An ever present challenge for parenting in a “connected world” is managing media use by our children.Parents often wonder:
- How much screen time is too much?
- What’s more important – what kids watch or how much they watch?
- Which apps and websites are appropriate for my child?
- What happens if I make the wrong decision?
A recent NPR post “Kids and Screen Time: What does the research say?” summarizes a study by UCLA on the affects of screen time on socio-emotional skills. Researchers found that increased exposure to screen time lead to a reduced ability to read facial expressions and emotions. The latest American Academy of Pediatrics recommendation suggests that entertainment “screen time” should be limited to two hours a day for children ages 3-18. And, for 2-year-olds and younger, none at all.When enjoying movies or television shows, it is also important to consider not only how much they watch but what is being watched. Content is important – what values are being conveyed? I’d also add the importance of how media is consumed. Parent/child interaction around screen time increases the value. Watching together allows for important conversations and teachable moments inspired by themes and topics contained in programs.Jennifer Miller, an expert on social and emotional learning, advocates for families to have a media plan. In her blog post “Smart Home Media Use: Limiting screen time,” she suggests that families hold a family meeting solely about media use and provides excellent suggestions and talking points for such a meeting:
- Define media (the variety of screens that exist in the house) and the fact that you want to focus the discussion on this topic.

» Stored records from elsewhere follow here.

//! Feed Assembly Metrics
//!
//! Prometheus metrics for the feed pipeline, exposed at `GET /metrics`

use once_cell::sync::Lazy;
use prometheus::{
    register_histogram_vec, register_int_counter_vec, Encoder, HistogramVec, IntCounterVec,
    TextEncoder,
};
use std::time::Duration;

static FEED_REQUESTS_TOTAL: Lazy<IntCounterVec> = Lazy::new(|| {
    register_int_counter_vec!(
        "feed_requests_total",
        "Total feed requests by feed kind",
        &["kind"]
    )
    .expect("Failed to register feed requests metric")
});

static FEED_FALLBACK_TOTAL: Lazy<IntCounterVec> = Lazy::new(|| {
    register_int_counter_vec!(
        "feed_fallback_total",
        "Candidate fetches served by the content store fallback",
        &["reason", "stage"]
    )
    .expect("Failed to register feed fallback metric")
});

static FEED_CACHE_EVENTS_TOTAL: Lazy<IntCounterVec> = Lazy::new(|| {
    register_int_counter_vec!(
        "feed_cache_events_total",
        "Response cache events (hit/miss/write/skip/error)",
        &["event"]
    )
    .expect("Failed to register feed cache events metric")
});

static FEED_BREAKER_REJECTIONS_TOTAL: Lazy<IntCounterVec> = Lazy::new(|| {
    register_int_counter_vec!(
        "feed_breaker_rejections_total",
        "Calls rejected by an open circuit breaker",
        &["dependency"]
    )
    .expect("Failed to register feed breaker rejections metric")
});

static FEED_ASSEMBLY_DURATION_SECONDS: Lazy<HistogramVec> = Lazy::new(|| {
    register_histogram_vec!(
        "feed_assembly_duration_seconds",
        "End-to-end feed assembly latency",
        &["kind"],
        vec![0.005, 0.01, 0.025, 0.05, 0.1, 0.25, 0.5, 1.0, 2.5, 5.0, 10.0]
    )
    .expect("Failed to register feed assembly duration metric")
});

pub fn record_request(kind: &str) {
    FEED_REQUESTS_TOTAL.with_label_values(&[kind]).inc();
}

/// Record a fallback by reason (breaker_open/index_error/index_empty) and stage reached
pub fn record_fallback(reason: &str, stage: &str) {
    FEED_FALLBACK_TOTAL
        .with_label_values(&[reason, stage])
        .inc();
}

pub fn record_cache_event(event: &str) {
    FEED_CACHE_EVENTS_TOTAL.with_label_values(&[event]).inc();
}

pub fn record_breaker_rejection(dependency: &str) {
    FEED_BREAKER_REJECTIONS_TOTAL
        .with_label_values(&[dependency])
        .inc();
}

pub fn record_assembly_duration(kind: &str, duration: Duration) {
    FEED_ASSEMBLY_DURATION_SECONDS
        .with_label_values(&[kind])
        .observe(duration.as_secs_f64());
}

/// Render the default registry in the text exposition format
pub fn gather() -> String {
    let encoder = TextEncoder::new();
    let mut buffer = Vec::new();
    if let Err(e) = encoder.encode(&prometheus::gather(), &mut buffer) {
        tracing::warn!("Failed to encode metrics: {}", e);
        return String::new();
    }
    String::from_utf8(buffer).unwrap_or_default()
}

- What are some of our best experiences with media? What types and why do we love it? What are some frustrations or challenges with media?

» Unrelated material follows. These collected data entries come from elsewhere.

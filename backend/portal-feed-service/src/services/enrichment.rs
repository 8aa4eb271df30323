//! Feature enrichment
//!
//! Batch lookup of short-window engagement features for index-origin candidates.
//! The analytics store is optional: any failure yields an empty map and an
//! `Unavailable` status, and scoring falls back to default feature values.

use std::sync::Arc;
use tracing::{debug, warn};

use resilience::{CircuitBreaker, CircuitBreakerError};

use crate::clients::FeatureStore;
use crate::metrics;
use crate::models::{Candidate, CandidateOrigin, FeatureMap, FeedKind};

#[derive(Debug, Clone, PartialEq, Eq)]
pub enum FeatureStatus {
    Available,
    Unavailable(String),
    /// Nothing to look up (no index-origin candidates, or the feed ignores features)
    Skipped,
}

impl FeatureStatus {
    pub fn describe(&self) -> String {
        match self {
            Self::Available => "available".to_string(),
            Self::Unavailable(reason) => format!("unavailable: {}", reason),
            Self::Skipped => "skipped".to_string(),
        }
    }
}

#[derive(Debug, Clone)]
pub struct FeatureOutcome {
    pub features: FeatureMap,
    pub status: FeatureStatus,
}

impl FeatureOutcome {
    fn empty(status: FeatureStatus) -> Self {
        Self {
            features: FeatureMap::new(),
            status,
        }
    }
}

#[derive(Clone)]
pub struct FeatureEnricher {
    store: Arc<dyn FeatureStore>,
    breaker: CircuitBreaker,
}

impl FeatureEnricher {
    pub fn new(store: Arc<dyn FeatureStore>, breaker: CircuitBreaker) -> Self {
        Self { store, breaker }
    }

    pub fn breaker(&self) -> &CircuitBreaker {
        &self.breaker
    }

    pub async fn enrich(
        &self,
        kind: FeedKind,
        site: &str,
        candidates: &[Candidate],
    ) -> FeatureOutcome {
        // Only the personalized formula reads engagement features.
        if kind != FeedKind::Feed {
            return FeatureOutcome::empty(FeatureStatus::Skipped);
        }

        let ids: Vec<String> = candidates
            .iter()
            .filter(|c| c.origin == CandidateOrigin::Index)
            .map(|c| c.id.clone())
            .collect();
        if ids.is_empty() {
            return FeatureOutcome::empty(FeatureStatus::Skipped);
        }

        match self.breaker.call(|| self.store.lookup(site, &ids)).await {
            Ok(features) => {
                debug!(site, requested = ids.len(), found = features.len(), "Features enriched");
                FeatureOutcome {
                    features,
                    status: FeatureStatus::Available,
                }
            }
            Err(CircuitBreakerError::Open { .. }) => {
                metrics::record_breaker_rejection(self.breaker.name());
                FeatureOutcome::empty(FeatureStatus::Unavailable("circuit open".into()))
            }
            Err(CircuitBreakerError::Inner(e)) => {
                warn!(site, error = %e, "Feature store lookup failed, using defaults");
                FeatureOutcome::empty(FeatureStatus::Unavailable(e.to_string()))
            }
        }
    }
}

- Share and know the facts. Please see the list below for facts you can share. Be sure you clarify and ask questions about the facts to model that kind of questioning for your children.

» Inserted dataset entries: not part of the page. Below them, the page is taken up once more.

use chrono::{FixedOffset, Offset, Utc};
use serde::{Deserialize, Serialize};
use std::str::FromStr;
use std::time::Duration;
use tracing::warn;

use resilience::{presets, CircuitBreakerConfig, DependencyConfig};

#[derive(Debug, Clone, Serialize, Deserialize)]
pub struct Config {
    pub app: AppConfig,
    pub redis: RedisConfig,
    pub database: DatabaseConfig,
    pub index: IndexConfig,
    pub feed: FeedConfig,
    pub breaker: BreakerSettings,
    pub timeouts: TimeoutSettings,
}

#[derive(Debug, Clone, Serialize, Deserialize)]
pub struct AppConfig {
    pub env: String,
    pub port: u16,
    pub log_level: String,
    pub default_site: String,
    /// Allows `?debug=true` to attach pipeline metadata to responses
    pub debug_enabled: bool,
}

#[derive(Debug, Clone, Serialize, Deserialize)]
pub struct RedisConfig {
    /// Unset means a process-local cache (single instance / development only)
    pub url: Option<String>,
    pub features_url: Option<String>,
}

#[derive(Debug, Clone, Serialize, Deserialize)]
pub struct DatabaseConfig {
    pub url: String,
    pub max_connections: u32,
}

#[derive(Debug, Clone, Serialize, Deserialize)]
pub struct IndexConfig {
    pub url: String,
    pub index_name: String,
}

/// Tunables for feed assembly
#[derive(Debug, Clone, Serialize, Deserialize)]
pub struct FeedConfig {
    /// Candidate pool = page size × oversample, clamped to [min_pool, max_pool]
    pub oversample: usize,
    pub min_pool: usize,
    pub max_pool: usize,
    pub seen_cap: usize,
    pub seen_ttl_secs: u64,
    pub profile_ttl_secs: u64,
    pub device_history_cap: usize,
    pub device_history_ttl_secs: u64,
    pub session_activity_cap: usize,
    pub session_activity_ttl_secs: u64,
    pub max_cursor_age_secs: i64,
    /// Offset of the site's local time, used for peak-hour TTL adjustment
    pub site_utc_offset_hours: i32,
    pub precompute_async: bool,
    pub aggregate_ttl_secs: u64,
}

impl Default for FeedConfig {
    fn default() -> Self {
        Self {
            oversample: 10,
            min_pool: 50,
            max_pool: 400,
            seen_cap: 500,
            seen_ttl_secs: 6 * 3600,
            profile_ttl_secs: 300,
            device_history_cap: 200,
            device_history_ttl_secs: 30 * 24 * 3600,
            session_activity_cap: 50,
            session_activity_ttl_secs: 1800,
            max_cursor_age_secs: 24 * 3600,
            site_utc_offset_hours: 0,
            precompute_async: true,
            aggregate_ttl_secs: 120,
        }
    }
}

impl FeedConfig {
    /// Candidate pool for one request.
    ///
    /// Independent of the cursor offset, so a pagination walk never reaches past
    /// `max_pool` clusters even when more content is available. That cap on walk
    /// depth is deliberate.
    pub fn pool_size(&self, page_size: usize) -> usize {
        page_size
            .saturating_mul(self.oversample.max(1))
            .clamp(self.min_pool, self.max_pool.max(self.min_pool))
    }

    pub fn site_offset(&self) -> FixedOffset {
        let secs = self.site_utc_offset_hours.clamp(-23, 23) * 3600;
        FixedOffset::east_opt(secs).unwrap_or_else(|| Utc.fix())
    }
}

#[derive(Debug, Clone, Serialize, Deserialize)]
pub struct BreakerSettings {
    pub failure_threshold: u32,
    pub window_secs: u64,
    pub recovery_secs: u64,
}

impl Default for BreakerSettings {
    fn default() -> Self {
        Self {
            failure_threshold: 5,
            window_secs: 60,
            recovery_secs: 30,
        }
    }
}

impl BreakerSettings {
    pub fn to_breaker_config(&self) -> CircuitBreakerConfig {
        CircuitBreakerConfig {
            failure_threshold: self.failure_threshold.max(1),
            failure_window: Duration::from_secs(self.window_secs.max(1)),
            recovery_timeout: Duration::from_secs(self.recovery_secs.max(1)),
        }
    }
}

/// Per-dependency deadlines in milliseconds
#[derive(Debug, Clone, Serialize, Deserialize)]
pub struct TimeoutSettings {
    pub index_ms: u64,
    pub store_ms: u64,
    pub cache_ms: u64,
    pub features_ms: u64,
}

impl Default for TimeoutSettings {
    fn default() -> Self {
        let millis = |preset: DependencyConfig| preset.timeout.as_millis() as u64;
        Self {
            index_ms: millis(presets::content_index_config()),
            store_ms: millis(presets::content_store_config()),
            cache_ms: millis(presets::shared_cache_config()),
            features_ms: millis(presets::feature_store_config()),
        }
    }
}

impl TimeoutSettings {
    pub fn index(&self) -> Duration {
        Duration::from_millis(self.index_ms)
    }

    pub fn store(&self) -> Duration {
        Duration::from_millis(self.store_ms)
    }

    pub fn cache(&self) -> Duration {
        Duration::from_millis(self.cache_ms)
    }

    pub fn features(&self) -> Duration {
        Duration::from_millis(self.features_ms)
    }
}

/// Local development defaults; no external cache, debug metadata allowed
impl Default for Config {
    fn default() -> Self {
        Self {
            app: AppConfig {
                env: "development".to_string(),
                port: 8080,
                log_level: "info".to_string(),
                default_site: "main".to_string(),
                debug_enabled: true,
            },
            redis: RedisConfig {
                url: None,
                features_url: None,
            },
            database: DatabaseConfig {
                url: "postgres://localhost/portal".to_string(),
                max_connections: 10,
            },
            index: IndexConfig {
                url: "http://localhost:9200".to_string(),
                index_name: "portal_content".to_string(),
            },
            feed: FeedConfig::default(),
            breaker: BreakerSettings::default(),
            timeouts: TimeoutSettings::default(),
        }
    }
}

impl Config {
    pub fn from_env() -> Result<Self, Box<dyn std::error::Error>> {
        dotenvy::dotenv().ok();

        let feed_defaults = FeedConfig::default();
        let breaker_defaults = BreakerSettings::default();
        let timeout_defaults = TimeoutSettings::default();

        Ok(Config {
            app: AppConfig {
                env: std::env::var("APP_ENV").unwrap_or_else(|_| "development".to_string()),
                port: env_or("APP_PORT", 8080),
                log_level: std::env::var("LOG_LEVEL").unwrap_or_else(|_| "info".to_string()),
                default_site: std::env::var("DEFAULT_SITE").unwrap_or_else(|_| "main".to_string()),
                debug_enabled: env_or("FEED_DEBUG_ENABLED", false),
            },
            redis: RedisConfig {
                url: std::env::var("REDIS_URL").ok().filter(|v| !v.is_empty()),
                features_url: std::env::var("FEATURES_REDIS_URL")
                    .ok()
                    .filter(|v| !v.is_empty()),
            },
            database: DatabaseConfig {
                url: std::env::var("DATABASE_URL")?,
                max_connections: env_or("DATABASE_MAX_CONNECTIONS", 10),
            },
            index: IndexConfig {
                url: std::env::var("CONTENT_INDEX_URL")
                    .unwrap_or_else(|_| "http://localhost:9200".to_string()),
                index_name: std::env::var("CONTENT_INDEX_NAME")
                    .unwrap_or_else(|_| "portal_content".to_string()),
            },
            feed: FeedConfig {
                oversample: env_or("FEED_OVERSAMPLE", feed_defaults.oversample).clamp(5, 40),
                min_pool: env_or("FEED_MIN_POOL", feed_defaults.min_pool),
                max_pool: env_or("FEED_MAX_POOL", feed_defaults.max_pool),
                seen_cap: env_or("FEED_SEEN_CAP", feed_defaults.seen_cap),
                seen_ttl_secs: env_or("FEED_SEEN_TTL_SECS", feed_defaults.seen_ttl_secs),
                profile_ttl_secs: env_or("FEED_PROFILE_TTL_SECS", feed_defaults.profile_ttl_secs),
                device_history_cap: env_or(
                    "FEED_DEVICE_HISTORY_CAP",
                    feed_defaults.device_history_cap,
                ),
                device_history_ttl_secs: env_or(
                    "FEED_DEVICE_HISTORY_TTL_SECS",
                    feed_defaults.device_history_ttl_secs,
                ),
                session_activity_cap: env_or(
                    "FEED_SESSION_ACTIVITY_CAP",
                    feed_defaults.session_activity_cap,
                ),
                session_activity_ttl_secs: env_or(
                    "FEED_SESSION_ACTIVITY_TTL_SECS",
                    feed_defaults.session_activity_ttl_secs,
                ),
                max_cursor_age_secs: env_or(
                    "FEED_MAX_CURSOR_AGE_SECS",
                    feed_defaults.max_cursor_age_secs,
                ),
                site_utc_offset_hours: env_or(
                    "SITE_UTC_OFFSET_HOURS",
                    feed_defaults.site_utc_offset_hours,
                ),
                precompute_async: env_or("FEED_PRECOMPUTE_ASYNC", feed_defaults.precompute_async),
                aggregate_ttl_secs: env_or(
                    "FEED_AGGREGATE_TTL_SECS",
                    feed_defaults.aggregate_ttl_secs,
                ),
            },
            breaker: BreakerSettings {
                failure_threshold: env_or(
                    "BREAKER_FAILURE_THRESHOLD",
                    breaker_defaults.failure_threshold,
                ),
                window_secs: env_or("BREAKER_WINDOW_SECS", breaker_defaults.window_secs),
                recovery_secs: env_or("BREAKER_RECOVERY_SECS", breaker_defaults.recovery_secs),
            },
            timeouts: TimeoutSettings {
                index_ms: env_or("INDEX_TIMEOUT_MS", timeout_defaults.index_ms).clamp(100, 9_000),
                store_ms: env_or("STORE_TIMEOUT_MS", timeout_defaults.store_ms).clamp(100, 9_000),
                cache_ms: env_or("CACHE_TIMEOUT_MS", timeout_defaults.cache_ms).clamp(50, 9_000),
                features_ms: env_or("FEATURES_TIMEOUT_MS", timeout_defaults.features_ms)
                    .clamp(100, 9_000),
            },
        })
    }
}

/// Read and parse an environment variable, keeping the default on absence or bad input.
fn env_or<T: FromStr>(key: &str, default: T) -> T {
    match std::env::var(key) {
        Ok(raw) => match raw.trim().parse() {
            Ok(value) => value,
            Err(_) => {
                warn!(key, value = %raw, "Ignoring unparseable configuration value");
                default
            }
        },
        Err(_) => default,
    }
}

#[cfg(test)]
mod tests {
    use super::*;

    #[test]
    fn test_pool_size_is_clamped() {
        let config = FeedConfig::default();
        assert_eq!(config.pool_size(1), 50);
        assert_eq!(config.pool_size(20), 200);
        assert_eq!(config.pool_size(100), 400);
    }

    #[test]
    fn test_default_timeouts_come_from_presets() {
        let timeouts = TimeoutSettings::default();
        assert_eq!(timeouts.index(), presets::content_index_config().timeout);
        assert_eq!(timeouts.store(), presets::content_store_config().timeout);
        assert_eq!(timeouts.cache(), presets::shared_cache_config().timeout);
        assert_eq!(timeouts.features(), presets::feature_store_config().timeout);
    }

    #[test]
    fn test_env_or_falls_back_on_garbage() {
        std::env::set_var("PORTAL_FEED_TEST_GARBAGE", "not-a-number");
        assert_eq!(env_or("PORTAL_FEED_TEST_GARBAGE", 7u32), 7);
        std::env::remove_var("PORTAL_FEED_TEST_GARBAGE");
        assert_eq!(env_or("PORTAL_FEED_TEST_MISSING", 3u32), 3);
    }

    #[test]
    fn test_site_offset() {
        let config = FeedConfig {
            site_utc_offset_hours: 8,
            ..Default::default()
        };
        assert_eq!(config.site_offset().local_minus_utc(), 8 * 3600);
    }
}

- Add your own family’s facts! Do include time constraints – fitting in homework, snack time and dinner after school, soccer practice, free chance to play and also, time to connect as a family. What lost opportunities are there when screen time is unlimited? How do we want to connect as a family each day? Is it at a mealtime? Get clear on where this fits first.
- Now, considering the facts, you might ask the following questions:
A. How do we need to limit screen time in our house?
B. How much time should we allot?
C. When should it be used?
D. Where should it be used?
E. How should it be used?
- Finally each person in the family can give one hope or dream for how media will positively contribute to their lives in the future.
After your family media meeting, put your plan into writing with a Family Media Agreement. Here are a few samples:
Parents often ask, “What if I Make the Wrong Choice?” Saying, “Yes” does not cement your decision in stone. If you have allowed your child to download an app or to start watching a movie, and something doesn’t feel right, it is okay to change your mind. If content or player interaction raises a red flag for you, or if your child’s behavior changes or becomes obsessive, reassess your decision. It is okay to say, “I made a mistake,” stop allowing the app/website/game, and revisit your decision later. Media use is an ongoing conversation. As children get older, their maturity can and will change…and your decisions may change, too. It is all part of the parenting process.